▼

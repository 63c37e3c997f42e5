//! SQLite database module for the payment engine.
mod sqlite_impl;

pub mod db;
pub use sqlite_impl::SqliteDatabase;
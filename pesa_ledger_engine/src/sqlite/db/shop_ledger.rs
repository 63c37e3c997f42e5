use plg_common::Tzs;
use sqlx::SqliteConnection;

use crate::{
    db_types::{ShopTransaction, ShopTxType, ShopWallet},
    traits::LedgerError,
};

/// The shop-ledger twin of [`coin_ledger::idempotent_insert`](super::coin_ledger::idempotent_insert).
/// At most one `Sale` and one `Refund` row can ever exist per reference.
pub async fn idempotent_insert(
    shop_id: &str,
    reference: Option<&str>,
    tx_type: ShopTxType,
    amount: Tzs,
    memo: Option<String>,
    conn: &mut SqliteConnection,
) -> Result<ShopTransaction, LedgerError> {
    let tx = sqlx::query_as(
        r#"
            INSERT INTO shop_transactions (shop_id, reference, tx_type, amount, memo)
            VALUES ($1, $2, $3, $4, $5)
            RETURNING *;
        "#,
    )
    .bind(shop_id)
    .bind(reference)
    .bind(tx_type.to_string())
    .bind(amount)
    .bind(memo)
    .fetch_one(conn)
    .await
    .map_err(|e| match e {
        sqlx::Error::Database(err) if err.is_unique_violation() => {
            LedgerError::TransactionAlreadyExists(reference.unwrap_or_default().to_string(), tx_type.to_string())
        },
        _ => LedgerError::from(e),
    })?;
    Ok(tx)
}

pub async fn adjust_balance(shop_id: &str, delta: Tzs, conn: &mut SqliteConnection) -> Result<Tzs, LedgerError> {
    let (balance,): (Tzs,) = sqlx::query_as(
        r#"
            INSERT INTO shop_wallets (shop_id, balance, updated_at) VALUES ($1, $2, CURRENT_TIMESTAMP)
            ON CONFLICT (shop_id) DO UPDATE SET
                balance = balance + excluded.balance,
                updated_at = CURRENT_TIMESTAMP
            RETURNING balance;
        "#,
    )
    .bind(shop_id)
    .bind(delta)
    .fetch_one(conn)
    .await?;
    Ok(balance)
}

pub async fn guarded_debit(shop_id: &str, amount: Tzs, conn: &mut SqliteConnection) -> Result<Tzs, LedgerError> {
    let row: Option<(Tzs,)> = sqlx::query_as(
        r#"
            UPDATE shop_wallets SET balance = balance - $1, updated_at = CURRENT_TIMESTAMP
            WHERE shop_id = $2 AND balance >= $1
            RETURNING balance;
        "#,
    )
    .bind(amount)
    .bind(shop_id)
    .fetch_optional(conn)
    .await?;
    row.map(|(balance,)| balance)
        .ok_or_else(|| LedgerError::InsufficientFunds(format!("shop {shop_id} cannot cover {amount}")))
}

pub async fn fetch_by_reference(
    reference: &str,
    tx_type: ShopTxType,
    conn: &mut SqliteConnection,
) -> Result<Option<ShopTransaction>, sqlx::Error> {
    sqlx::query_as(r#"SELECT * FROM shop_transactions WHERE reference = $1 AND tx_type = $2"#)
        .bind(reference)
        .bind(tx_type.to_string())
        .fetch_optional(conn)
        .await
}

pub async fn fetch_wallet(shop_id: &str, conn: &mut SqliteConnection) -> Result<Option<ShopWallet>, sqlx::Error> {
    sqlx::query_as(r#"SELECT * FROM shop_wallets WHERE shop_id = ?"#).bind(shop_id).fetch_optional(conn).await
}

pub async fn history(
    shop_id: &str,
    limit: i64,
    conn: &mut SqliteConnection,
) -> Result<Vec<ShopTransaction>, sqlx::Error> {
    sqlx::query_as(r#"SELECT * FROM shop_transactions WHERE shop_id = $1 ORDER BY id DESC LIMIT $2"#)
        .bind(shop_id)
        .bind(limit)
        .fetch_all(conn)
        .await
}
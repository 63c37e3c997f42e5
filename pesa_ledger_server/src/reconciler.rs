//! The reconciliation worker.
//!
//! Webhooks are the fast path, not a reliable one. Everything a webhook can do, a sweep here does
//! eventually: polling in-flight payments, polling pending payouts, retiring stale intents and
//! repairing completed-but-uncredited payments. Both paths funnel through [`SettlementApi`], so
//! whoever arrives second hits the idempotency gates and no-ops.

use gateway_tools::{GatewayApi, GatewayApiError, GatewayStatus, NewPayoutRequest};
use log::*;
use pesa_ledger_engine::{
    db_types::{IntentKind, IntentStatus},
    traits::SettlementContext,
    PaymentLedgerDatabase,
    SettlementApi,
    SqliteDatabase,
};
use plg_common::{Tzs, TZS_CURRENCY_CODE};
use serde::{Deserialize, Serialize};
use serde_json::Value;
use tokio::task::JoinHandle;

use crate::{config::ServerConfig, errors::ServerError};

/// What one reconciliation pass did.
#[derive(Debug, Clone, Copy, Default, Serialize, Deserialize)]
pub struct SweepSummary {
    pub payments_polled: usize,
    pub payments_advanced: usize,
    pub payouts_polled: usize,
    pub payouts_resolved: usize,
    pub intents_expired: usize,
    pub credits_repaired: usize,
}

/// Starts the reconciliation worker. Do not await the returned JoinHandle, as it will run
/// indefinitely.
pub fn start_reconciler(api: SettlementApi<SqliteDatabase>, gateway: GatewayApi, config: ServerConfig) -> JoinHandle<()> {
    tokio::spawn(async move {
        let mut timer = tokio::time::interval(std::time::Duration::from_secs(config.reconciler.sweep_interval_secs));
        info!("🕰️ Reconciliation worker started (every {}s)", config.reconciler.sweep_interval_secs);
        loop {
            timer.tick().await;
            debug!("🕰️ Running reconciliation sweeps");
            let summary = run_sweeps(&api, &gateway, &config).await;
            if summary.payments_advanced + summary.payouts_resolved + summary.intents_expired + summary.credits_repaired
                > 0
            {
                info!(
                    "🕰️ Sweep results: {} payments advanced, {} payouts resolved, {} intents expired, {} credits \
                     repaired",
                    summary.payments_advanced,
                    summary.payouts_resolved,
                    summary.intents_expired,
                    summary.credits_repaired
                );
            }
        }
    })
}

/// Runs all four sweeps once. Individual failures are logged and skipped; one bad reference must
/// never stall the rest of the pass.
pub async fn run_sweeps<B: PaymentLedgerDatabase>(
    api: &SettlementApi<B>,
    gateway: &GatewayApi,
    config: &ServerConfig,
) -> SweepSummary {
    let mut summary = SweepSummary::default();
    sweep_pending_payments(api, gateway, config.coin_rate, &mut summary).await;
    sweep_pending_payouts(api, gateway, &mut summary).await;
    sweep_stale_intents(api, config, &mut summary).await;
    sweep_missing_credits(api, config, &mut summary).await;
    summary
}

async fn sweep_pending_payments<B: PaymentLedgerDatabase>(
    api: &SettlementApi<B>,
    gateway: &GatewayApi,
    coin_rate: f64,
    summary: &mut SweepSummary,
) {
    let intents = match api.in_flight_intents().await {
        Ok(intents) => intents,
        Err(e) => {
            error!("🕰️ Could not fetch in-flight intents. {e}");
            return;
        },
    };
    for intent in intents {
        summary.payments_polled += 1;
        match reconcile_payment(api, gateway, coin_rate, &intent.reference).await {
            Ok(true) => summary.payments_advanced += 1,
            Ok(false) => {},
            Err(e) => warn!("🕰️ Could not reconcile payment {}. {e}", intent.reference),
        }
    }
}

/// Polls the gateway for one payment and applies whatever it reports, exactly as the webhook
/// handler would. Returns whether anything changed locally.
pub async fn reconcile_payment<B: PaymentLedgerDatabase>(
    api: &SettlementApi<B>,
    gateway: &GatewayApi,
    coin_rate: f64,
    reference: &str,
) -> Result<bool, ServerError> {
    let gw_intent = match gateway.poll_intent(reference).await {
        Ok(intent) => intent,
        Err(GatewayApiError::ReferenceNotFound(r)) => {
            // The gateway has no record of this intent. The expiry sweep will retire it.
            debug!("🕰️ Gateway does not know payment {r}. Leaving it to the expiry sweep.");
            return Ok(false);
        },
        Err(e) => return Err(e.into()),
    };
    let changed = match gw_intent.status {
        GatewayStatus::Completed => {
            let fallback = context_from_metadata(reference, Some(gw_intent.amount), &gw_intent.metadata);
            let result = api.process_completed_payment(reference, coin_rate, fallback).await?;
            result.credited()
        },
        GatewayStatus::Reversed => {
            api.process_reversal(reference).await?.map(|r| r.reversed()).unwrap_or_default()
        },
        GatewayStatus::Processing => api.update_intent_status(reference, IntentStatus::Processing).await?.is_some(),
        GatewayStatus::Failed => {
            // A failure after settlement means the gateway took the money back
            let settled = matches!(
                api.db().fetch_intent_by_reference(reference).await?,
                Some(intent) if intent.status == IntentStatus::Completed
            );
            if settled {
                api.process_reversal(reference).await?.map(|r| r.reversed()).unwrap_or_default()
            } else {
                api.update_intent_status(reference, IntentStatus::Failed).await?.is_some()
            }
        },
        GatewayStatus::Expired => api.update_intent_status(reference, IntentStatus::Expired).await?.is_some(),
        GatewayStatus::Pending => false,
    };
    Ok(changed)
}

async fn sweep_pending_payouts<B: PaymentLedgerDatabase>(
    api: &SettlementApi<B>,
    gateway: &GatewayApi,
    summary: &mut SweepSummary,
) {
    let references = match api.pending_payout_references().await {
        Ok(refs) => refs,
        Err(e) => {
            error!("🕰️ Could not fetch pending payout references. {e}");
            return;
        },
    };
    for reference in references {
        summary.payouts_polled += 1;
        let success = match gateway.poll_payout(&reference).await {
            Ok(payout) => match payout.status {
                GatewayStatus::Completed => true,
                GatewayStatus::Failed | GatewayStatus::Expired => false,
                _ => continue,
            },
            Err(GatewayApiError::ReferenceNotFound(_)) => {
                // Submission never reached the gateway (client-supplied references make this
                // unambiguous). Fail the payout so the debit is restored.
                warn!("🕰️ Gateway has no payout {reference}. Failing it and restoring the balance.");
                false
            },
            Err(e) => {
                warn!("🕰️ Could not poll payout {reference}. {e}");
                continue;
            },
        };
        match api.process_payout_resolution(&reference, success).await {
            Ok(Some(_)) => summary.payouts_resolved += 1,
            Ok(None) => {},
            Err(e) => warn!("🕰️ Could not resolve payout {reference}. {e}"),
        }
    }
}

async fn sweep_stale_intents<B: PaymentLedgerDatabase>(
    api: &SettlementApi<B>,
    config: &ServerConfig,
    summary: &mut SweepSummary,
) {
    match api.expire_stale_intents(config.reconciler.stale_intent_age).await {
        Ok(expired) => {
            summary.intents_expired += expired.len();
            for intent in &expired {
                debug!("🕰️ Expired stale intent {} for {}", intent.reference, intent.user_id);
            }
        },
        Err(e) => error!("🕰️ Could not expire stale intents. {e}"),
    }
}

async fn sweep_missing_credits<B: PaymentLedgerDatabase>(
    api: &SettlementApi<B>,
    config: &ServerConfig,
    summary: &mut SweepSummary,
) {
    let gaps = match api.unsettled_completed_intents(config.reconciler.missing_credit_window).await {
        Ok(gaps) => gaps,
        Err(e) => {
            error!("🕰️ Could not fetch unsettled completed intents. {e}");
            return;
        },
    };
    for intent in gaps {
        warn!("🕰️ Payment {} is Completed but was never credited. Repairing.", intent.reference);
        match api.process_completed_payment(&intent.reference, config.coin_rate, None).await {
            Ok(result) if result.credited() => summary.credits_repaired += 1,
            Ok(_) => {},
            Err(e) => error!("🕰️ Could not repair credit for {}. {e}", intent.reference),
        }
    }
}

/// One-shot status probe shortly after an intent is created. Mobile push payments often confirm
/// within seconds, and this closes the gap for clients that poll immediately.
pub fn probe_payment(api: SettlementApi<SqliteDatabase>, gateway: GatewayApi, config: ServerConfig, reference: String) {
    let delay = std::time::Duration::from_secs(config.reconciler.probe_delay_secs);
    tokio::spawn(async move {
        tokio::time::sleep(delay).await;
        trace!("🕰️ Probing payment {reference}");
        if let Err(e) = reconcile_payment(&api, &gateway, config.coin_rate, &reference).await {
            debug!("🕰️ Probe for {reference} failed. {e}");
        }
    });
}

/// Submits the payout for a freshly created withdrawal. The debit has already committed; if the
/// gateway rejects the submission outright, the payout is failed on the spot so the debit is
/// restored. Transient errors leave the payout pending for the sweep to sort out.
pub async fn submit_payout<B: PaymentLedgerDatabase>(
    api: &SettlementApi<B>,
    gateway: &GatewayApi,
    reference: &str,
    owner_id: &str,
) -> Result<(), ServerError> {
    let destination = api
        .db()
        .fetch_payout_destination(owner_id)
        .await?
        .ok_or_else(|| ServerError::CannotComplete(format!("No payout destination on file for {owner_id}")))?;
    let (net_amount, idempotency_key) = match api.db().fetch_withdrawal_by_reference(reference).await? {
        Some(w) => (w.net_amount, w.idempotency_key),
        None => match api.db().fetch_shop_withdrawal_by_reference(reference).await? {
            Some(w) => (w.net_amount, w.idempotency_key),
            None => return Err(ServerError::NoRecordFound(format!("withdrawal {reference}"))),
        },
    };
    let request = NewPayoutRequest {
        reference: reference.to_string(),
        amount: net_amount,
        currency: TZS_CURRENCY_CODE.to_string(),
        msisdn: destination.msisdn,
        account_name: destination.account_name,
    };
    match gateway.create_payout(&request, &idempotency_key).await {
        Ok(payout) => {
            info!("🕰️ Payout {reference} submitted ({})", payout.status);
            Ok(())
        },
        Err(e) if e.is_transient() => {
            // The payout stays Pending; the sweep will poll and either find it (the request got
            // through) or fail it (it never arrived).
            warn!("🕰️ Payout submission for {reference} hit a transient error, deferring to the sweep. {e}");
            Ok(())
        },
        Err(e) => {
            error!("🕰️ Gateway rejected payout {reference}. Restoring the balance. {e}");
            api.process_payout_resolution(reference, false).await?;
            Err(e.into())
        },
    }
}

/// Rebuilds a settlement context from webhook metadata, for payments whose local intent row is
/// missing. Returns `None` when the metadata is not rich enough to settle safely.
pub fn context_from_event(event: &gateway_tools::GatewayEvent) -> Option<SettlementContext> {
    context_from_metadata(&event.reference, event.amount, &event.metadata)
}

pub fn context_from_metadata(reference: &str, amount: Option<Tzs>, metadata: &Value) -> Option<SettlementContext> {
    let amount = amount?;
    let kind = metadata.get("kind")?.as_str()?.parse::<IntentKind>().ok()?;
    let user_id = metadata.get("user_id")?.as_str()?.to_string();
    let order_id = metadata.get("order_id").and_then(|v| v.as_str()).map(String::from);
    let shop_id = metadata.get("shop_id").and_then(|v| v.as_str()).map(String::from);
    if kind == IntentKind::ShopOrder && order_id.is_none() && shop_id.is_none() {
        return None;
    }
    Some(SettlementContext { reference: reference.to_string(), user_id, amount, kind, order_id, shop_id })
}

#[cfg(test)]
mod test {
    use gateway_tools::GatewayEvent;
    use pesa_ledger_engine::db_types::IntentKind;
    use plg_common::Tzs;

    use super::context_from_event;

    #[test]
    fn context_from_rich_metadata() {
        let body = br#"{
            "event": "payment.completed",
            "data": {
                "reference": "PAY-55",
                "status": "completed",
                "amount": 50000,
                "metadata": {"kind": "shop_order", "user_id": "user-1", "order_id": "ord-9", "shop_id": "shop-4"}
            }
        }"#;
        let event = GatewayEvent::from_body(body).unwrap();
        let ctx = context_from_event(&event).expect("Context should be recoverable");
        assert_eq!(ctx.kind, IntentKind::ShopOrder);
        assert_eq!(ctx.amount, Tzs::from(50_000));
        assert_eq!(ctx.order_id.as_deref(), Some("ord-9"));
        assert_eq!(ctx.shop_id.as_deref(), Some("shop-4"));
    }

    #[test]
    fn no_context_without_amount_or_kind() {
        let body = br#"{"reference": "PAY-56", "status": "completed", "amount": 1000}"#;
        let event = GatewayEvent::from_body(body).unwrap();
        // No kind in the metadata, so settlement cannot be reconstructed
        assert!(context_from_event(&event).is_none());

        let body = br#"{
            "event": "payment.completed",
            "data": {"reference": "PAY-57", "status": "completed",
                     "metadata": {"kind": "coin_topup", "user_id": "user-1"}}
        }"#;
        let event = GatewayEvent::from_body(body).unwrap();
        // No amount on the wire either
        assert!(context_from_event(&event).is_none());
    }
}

▲

> _Try it_
Word for word, restate the lines above from the line containing "pub struct SweepSummary" through the line containing "let summary = run_sweeps(&api, &gateway, &config).await;", with both included and nothing else.

> _Answer below_
pub struct SweepSummary {
    pub payments_polled: usize,
    pub payments_advanced: usize,
    pub payouts_polled: usize,
    pub payouts_resolved: usize,
    pub intents_expired: usize,
    pub credits_repaired: usize,
}

/// Starts the reconciliation worker. Do not await the returned JoinHandle, as it will run
/// indefinitely.
pub fn start_reconciler(api: SettlementApi<SqliteDatabase>, gateway: GatewayApi, config: ServerConfig) -> JoinHandle<()> {
    tokio::spawn(async move {
        let mut timer = tokio::time::interval(std::time::Duration::from_secs(config.reconciler.sweep_interval_secs));
        info!("🕰️ Reconciliation worker started (every {}s)", config.reconciler.sweep_interval_secs);
        loop {
            timer.tick().await;
            debug!("🕰️ Running reconciliation sweeps");
            let summary = run_sweeps(&api, &gateway, &config).await;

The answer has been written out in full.